Ce qui ressort principalement de ces épisodes, c’est l’impact des décisions de Paul Claudel au Japon : on peut être surpris de constater que ces actions diplomatico-culturelles ont pu, tout en se transformant, conserver leur portée un siècle plus tard, surmontant les conflits de la Seconde Guerre mondiale et la reconfiguration des rapports de force géopolitiques. On peut s’interroger aussi sur les tensions entre héritage et nouvelles issues dans un monde globalisé. Mais, dans tous les cas, la stratégie culturelle internationale du Quai d’Orsay, qualifiée de « diplomatie d’influence » 110aujourd’hui, s’inscrit pleinement dans ce sillage. Le Japon, comme la France, sont des pays de réception et de production, d’appropriation et de recréation – des affinités que Claudel avait su exprimer par cette formule des « âmes en résonance ». Seuls quelques esprits exceptionnels ont su ainsi associer le génie littéraire au talent (parfois controversé) diplomatique : on pense par exemple à Saint-John Perse, ou plus tard à Romain Gary. Mais leurs chemins ne furent pas sans épines.

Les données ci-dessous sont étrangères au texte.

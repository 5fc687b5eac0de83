// SPDX-License-Identifier: MIT
#![allow(unsafe_code)]
//
// Stdin byte reader — one unbuffered byte per call.
//
// The key decoder needs to see exactly what the terminal has delivered so
// far: a buffered reader would hide the difference between "the rest of
// the escape sequence is already here" and "the read timed out". So this
// goes straight to `read(2)` on fd 0, one byte at a time.
//
// Raw mode sets VMIN=0 / VTIME=n, so a read with nothing pending returns 0
// after n deciseconds. That zero, along with EAGAIN and EINTR, is a timeout
// (`Ok(None)`). Outside raw mode a zero-length read is end of input and is
// reported as `UnexpectedEof`.

use std::io;

use crate::input::ByteSource;
use crate::terminal::raw_mode_active;

/// Unbuffered one-byte reader on the process's stdin.
#[derive(Debug, Default, Clone, Copy)]
pub struct StdinReader;

impl StdinReader {
    /// Create a reader on fd 0.
    #[must_use]
    pub const fn new() -> Self {
        Self
    }
}

/// Map the outcome of a single `read(2)` to the `ByteSource` contract.
///
/// Split out so the errno handling is testable without a terminal.
fn classify_read(
    n: isize,
    byte: u8,
    raw: bool,
    err: impl FnOnce() -> io::Error,
) -> io::Result<Option<u8>> {
    match n {
        1 => Ok(Some(byte)),
        0 if raw => Ok(None),
        0 => Err(io::Error::new(io::ErrorKind::UnexpectedEof, "end of input")),
        _ => {
            let e = err();
            match e.kind() {
                io::ErrorKind::WouldBlock | io::ErrorKind::Interrupted => Ok(None),
                _ => Err(e),
            }
        }
    }
}

#[cfg(unix)]
impl ByteSource for StdinReader {
    fn read_byte(&mut self) -> io::Result<Option<u8>> {
        let mut byte = 0u8;
        let n = unsafe { libc::read(libc::STDIN_FILENO, (&raw mut byte).cast(), 1) };
        classify_read(n, byte, raw_mode_active(), io::Error::last_os_error)
    }
}

#[cfg(not(unix))]
impl ByteSource for StdinReader {
    fn read_byte(&mut self) -> io::Result<Option<u8>> {
        use std::io::Read;

        let mut byte = [0u8; 1];
        match io::stdin().lock().read(&mut byte) {
            Ok(0) => classify_read(0, 0, raw_mode_active(), || {
                io::Error::from(io::ErrorKind::Other)
            }),
            Ok(_) => Ok(Some(byte[0])),
            Err(e) => classify_read(-1, 0, false, || e),
        }
    }
}

// ─── Tests ───────────────────────────────────────────────────────────────────

#[cfg(test)]
mod tests {
    use super::*;

    fn unexpected() -> io::Error {
        panic!("errno must not be consulted on a successful read")
    }

    #[test]
    fn one_byte_is_data() {
        assert_eq!(classify_read(1, b'x', true, unexpected).unwrap(), Some(b'x'));
    }

    #[test]
    fn zero_in_raw_mode_is_timeout() {
        assert_eq!(classify_read(0, 0, true, unexpected).unwrap(), None);
    }

    #[test]
    fn zero_outside_raw_mode_is_eof() {
        let r = classify_read(0, 0, false, unexpected);
        assert_eq!(r.unwrap_err().kind(), io::ErrorKind::UnexpectedEof);
    }

    #[test]
    fn data_outside_raw_mode_is_still_data() {
        assert_eq!(classify_read(1, b'q', false, unexpected).unwrap(), Some(b'q'));
    }

    #[test]
    fn would_block_is_timeout() {
        let r = classify_read(-1, 0, true, || io::Error::from(io::ErrorKind::WouldBlock));
        assert_eq!(r.unwrap(), None);
    }

    #[test]
    fn interrupted_is_timeout() {
        let r = classify_read(-1, 0, true, || io::Error::from(io::ErrorKind::Interrupted));
        assert_eq!(r.unwrap(), None);
    }

    #[test]
    fn other_errors_propagate() {
        let r = classify_read(-1, 0, true, || io::Error::from(io::ErrorKind::BrokenPipe));
        assert_eq!(r.unwrap_err().kind(), io::ErrorKind::BrokenPipe);
    }
}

L’on apprend dans cet ouvrage que le brio du diplomate Paul Claudel était le fruit d’efforts constants pour naviguer entre les écueils, convaincre des solutions, tout en préservant le temps d’une œuvre essentielle en cours et à venir.
Cécile Sakai
Professeure de littérature japonaise à l’Université de Paris –
Campus Paris Diderot
Ancienne directrice de l’Institut français de recherche sur le Japon à la Maison franco-japonaise (2016-2019)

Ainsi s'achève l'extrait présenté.